Answer to Question #335141 in Statistics and Probability for Gaby

Question #335141

About 24% of the population claim blue as their favorite color. Suppose a random sample of 56 students were surveyed, and 12 of them said that blue is their favorite color. Test the hypothesis that the color preference of all college students is different from that of the population. Use a 5% significance level.

(a) State the null and alternative hypotheses.

(b) Calculate the test statistic.

(d) State and interpret your conclusion.

Expert's answer

The following null and alternative hypotheses for the population proportion needs to be tested:

"H_0:p=0.24"

"H_a:p\\not=0.24"

This corresponds to a two-tailed test, for which a z-test for one population proportion will be used.

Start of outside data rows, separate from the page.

use serde::{Deserialize, Serialize};
use std::fmt;
use std::ops::Index;

/// Three real coordinates: Cartesian `x, y, z` in millimetres for targets
/// and waypoints.
///
/// Poses are values. Every operation returns a new pose.
#[derive(Debug, Clone, Copy, PartialEq, Default, Serialize, Deserialize)]
pub struct Pose(pub [f64; 3]);

impl Pose {
    pub const fn new(x: f64, y: f64, z: f64) -> Self {
        Self([x, y, z])
    }

    pub fn x(&self) -> f64 {
        self.0[0]
    }

    pub fn y(&self) -> f64 {
        self.0[1]
    }

    pub fn z(&self) -> f64 {
        self.0[2]
    }

    /// Component-wise `self + other * k`.
    pub fn offset(&self, step: &Pose, k: f64) -> Pose {
        Pose(std::array::from_fn(|i| self.0[i] + step.0[i] * k))
    }

    /// Euclidean distance from the origin.
    pub fn norm(&self) -> f64 {
        self.0.iter().map(|c| c * c).sum::<f64>().sqrt()
    }
}

impl Index<usize> for Pose {
    type Output = f64;

    fn index(&self, i: usize) -> &f64 {
        &self.0[i]
    }
}

impl From<[f64; 3]> for Pose {
    fn from(coords: [f64; 3]) -> Self {
        Self(coords)
    }
}

impl fmt::Display for Pose {
    fn fmt(&self, f: &mut fmt::Formatter<'_>) -> fmt::Result {
        write!(f, "({:.2}, {:.2}, {:.2})", self.0[0], self.0[1], self.0[2])
    }
}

The z-statistic is computed as follows:

"z=\\dfrac{\\hat{p}-p_0}{\\sqrt{\\dfrac{p_0(1-p_0)}{n}}}=\\dfrac{\\dfrac{12}{56}-0.24}{\\sqrt{\\dfrac{0.24(1-0.24)}{56}}}\\approx-0.45056"

The p-value is "p =2P(Z<-0.45056)=2(0.32615335)"

"= 0.652307."

Based on the information provided, the significance level is "\\alpha = 0.05," and the critical value for a two-tailed test is "z_c = 1.96."

The rejection region for this two-tailed test is "R = \\{z: |z|> 1.96\\}."

Since it is observed that "|z| = 0.45056\\le1.96= z_c ," it is then concluded that the null hypothesis is not rejected.

Using the P-value approach: The p-value is "p =0.652307," and since "p = 0.652307 \\ge 0.05=\\alpha," it is concluded that the null hypothesis is not rejected.

Therefore, there is not enough evidence to claim that the population proportion "p" is different than 0.24, at the "\\alpha = 0.05" significance level.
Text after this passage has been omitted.